Required action: Report the number of lines in the records below that contain the word "before", and nothing more.

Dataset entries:
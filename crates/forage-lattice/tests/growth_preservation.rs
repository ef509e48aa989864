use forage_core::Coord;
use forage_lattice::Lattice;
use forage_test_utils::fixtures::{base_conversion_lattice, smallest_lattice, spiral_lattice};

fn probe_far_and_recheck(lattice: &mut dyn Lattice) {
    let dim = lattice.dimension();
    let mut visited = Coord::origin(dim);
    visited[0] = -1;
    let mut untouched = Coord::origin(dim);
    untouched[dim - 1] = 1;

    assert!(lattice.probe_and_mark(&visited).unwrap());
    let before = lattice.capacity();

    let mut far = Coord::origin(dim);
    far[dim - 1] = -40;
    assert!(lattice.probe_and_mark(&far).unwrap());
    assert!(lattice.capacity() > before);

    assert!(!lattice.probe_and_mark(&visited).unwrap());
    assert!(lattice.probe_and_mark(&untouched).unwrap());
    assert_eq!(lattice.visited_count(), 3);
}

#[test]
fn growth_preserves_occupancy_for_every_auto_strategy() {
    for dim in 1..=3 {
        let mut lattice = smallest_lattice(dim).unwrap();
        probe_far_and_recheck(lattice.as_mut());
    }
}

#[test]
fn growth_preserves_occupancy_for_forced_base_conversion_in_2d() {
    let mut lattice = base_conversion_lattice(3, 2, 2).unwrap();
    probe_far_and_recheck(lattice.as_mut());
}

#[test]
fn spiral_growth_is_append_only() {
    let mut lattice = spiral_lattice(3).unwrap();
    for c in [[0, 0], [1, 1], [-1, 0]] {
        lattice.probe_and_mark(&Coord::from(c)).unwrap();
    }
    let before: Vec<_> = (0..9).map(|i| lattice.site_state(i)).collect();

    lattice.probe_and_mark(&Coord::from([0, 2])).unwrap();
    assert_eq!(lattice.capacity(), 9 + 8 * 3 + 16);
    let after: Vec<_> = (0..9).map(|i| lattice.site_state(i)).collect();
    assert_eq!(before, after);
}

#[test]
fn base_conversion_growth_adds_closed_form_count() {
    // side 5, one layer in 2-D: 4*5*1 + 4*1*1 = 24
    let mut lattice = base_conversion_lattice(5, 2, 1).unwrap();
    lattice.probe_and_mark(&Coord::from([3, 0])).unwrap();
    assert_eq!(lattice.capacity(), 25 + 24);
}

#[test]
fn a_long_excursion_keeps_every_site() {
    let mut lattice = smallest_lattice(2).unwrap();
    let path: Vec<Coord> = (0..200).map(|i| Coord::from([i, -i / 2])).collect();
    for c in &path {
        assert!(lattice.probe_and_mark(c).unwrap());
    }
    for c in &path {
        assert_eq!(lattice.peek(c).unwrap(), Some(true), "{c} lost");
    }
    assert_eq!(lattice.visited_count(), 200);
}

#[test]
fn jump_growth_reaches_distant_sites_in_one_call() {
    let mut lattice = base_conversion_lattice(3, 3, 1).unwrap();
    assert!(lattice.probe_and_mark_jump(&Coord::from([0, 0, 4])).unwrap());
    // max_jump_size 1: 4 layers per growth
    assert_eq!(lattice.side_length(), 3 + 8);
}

Answer to the exercise: 4